"""

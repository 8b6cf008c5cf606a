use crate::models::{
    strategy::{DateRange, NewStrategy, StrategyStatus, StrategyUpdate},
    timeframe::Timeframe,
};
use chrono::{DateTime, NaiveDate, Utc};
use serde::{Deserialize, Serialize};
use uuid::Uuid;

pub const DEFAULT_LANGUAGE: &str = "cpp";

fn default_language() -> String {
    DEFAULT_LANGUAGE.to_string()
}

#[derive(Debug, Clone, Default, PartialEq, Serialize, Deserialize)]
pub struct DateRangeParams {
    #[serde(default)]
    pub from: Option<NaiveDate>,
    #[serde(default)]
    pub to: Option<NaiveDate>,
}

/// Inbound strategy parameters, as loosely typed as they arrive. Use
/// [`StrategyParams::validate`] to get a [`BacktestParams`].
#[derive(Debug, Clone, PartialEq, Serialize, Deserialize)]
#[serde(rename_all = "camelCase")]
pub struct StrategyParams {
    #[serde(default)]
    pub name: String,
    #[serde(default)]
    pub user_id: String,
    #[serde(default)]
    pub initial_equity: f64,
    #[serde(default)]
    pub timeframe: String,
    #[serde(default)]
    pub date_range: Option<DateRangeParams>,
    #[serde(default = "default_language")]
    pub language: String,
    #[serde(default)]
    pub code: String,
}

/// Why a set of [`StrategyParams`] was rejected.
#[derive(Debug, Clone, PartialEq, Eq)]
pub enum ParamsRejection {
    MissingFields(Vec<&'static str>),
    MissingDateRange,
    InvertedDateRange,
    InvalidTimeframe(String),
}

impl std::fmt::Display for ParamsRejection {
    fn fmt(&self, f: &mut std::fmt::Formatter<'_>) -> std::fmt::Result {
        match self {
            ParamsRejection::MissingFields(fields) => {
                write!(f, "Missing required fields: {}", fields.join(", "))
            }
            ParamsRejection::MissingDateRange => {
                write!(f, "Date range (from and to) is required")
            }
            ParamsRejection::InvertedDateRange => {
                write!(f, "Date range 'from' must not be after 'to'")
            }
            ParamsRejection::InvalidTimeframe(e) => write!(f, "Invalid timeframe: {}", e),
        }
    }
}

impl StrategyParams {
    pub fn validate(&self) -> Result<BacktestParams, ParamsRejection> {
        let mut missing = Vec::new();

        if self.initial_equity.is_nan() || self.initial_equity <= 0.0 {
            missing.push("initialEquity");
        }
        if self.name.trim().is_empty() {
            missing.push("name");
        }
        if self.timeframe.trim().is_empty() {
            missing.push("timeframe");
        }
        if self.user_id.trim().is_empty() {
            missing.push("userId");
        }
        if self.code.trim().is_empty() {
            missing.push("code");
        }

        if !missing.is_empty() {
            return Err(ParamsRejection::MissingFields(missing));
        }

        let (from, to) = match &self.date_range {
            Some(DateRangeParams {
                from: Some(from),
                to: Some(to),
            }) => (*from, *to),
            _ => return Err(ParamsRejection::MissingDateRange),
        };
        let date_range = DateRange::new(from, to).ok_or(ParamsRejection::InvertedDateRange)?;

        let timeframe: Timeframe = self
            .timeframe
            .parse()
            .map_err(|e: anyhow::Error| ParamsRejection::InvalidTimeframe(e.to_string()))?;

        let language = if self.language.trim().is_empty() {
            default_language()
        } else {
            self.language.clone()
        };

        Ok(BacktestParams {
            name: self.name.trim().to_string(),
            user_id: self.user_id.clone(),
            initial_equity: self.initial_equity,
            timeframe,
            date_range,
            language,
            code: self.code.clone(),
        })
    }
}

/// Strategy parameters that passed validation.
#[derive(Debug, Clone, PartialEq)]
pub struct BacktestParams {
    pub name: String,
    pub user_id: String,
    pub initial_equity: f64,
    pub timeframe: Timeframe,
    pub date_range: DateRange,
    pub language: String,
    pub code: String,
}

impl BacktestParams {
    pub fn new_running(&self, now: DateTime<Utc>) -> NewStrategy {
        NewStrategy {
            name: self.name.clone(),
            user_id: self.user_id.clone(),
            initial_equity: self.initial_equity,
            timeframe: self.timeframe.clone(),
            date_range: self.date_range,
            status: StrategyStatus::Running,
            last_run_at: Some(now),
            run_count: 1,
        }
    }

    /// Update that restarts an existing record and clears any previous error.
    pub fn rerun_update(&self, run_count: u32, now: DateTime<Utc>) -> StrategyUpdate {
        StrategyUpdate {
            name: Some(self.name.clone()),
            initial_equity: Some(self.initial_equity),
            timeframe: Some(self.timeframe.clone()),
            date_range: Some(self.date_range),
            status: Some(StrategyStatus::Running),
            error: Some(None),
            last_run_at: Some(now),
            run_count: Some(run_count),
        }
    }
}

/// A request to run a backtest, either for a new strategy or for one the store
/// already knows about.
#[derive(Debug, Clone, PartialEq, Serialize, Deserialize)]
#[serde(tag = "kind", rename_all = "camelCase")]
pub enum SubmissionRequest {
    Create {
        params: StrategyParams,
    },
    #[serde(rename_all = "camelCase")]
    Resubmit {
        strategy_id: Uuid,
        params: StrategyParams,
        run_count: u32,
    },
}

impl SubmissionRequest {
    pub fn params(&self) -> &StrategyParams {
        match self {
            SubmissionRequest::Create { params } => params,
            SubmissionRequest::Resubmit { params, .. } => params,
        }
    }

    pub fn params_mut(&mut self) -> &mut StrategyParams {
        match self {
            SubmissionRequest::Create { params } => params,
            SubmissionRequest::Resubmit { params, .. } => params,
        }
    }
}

"""

■ Work required ■
Only the count is wanted. Find the lines of the records that include the word "DateTime" and state how many.

■ Task answer ■
3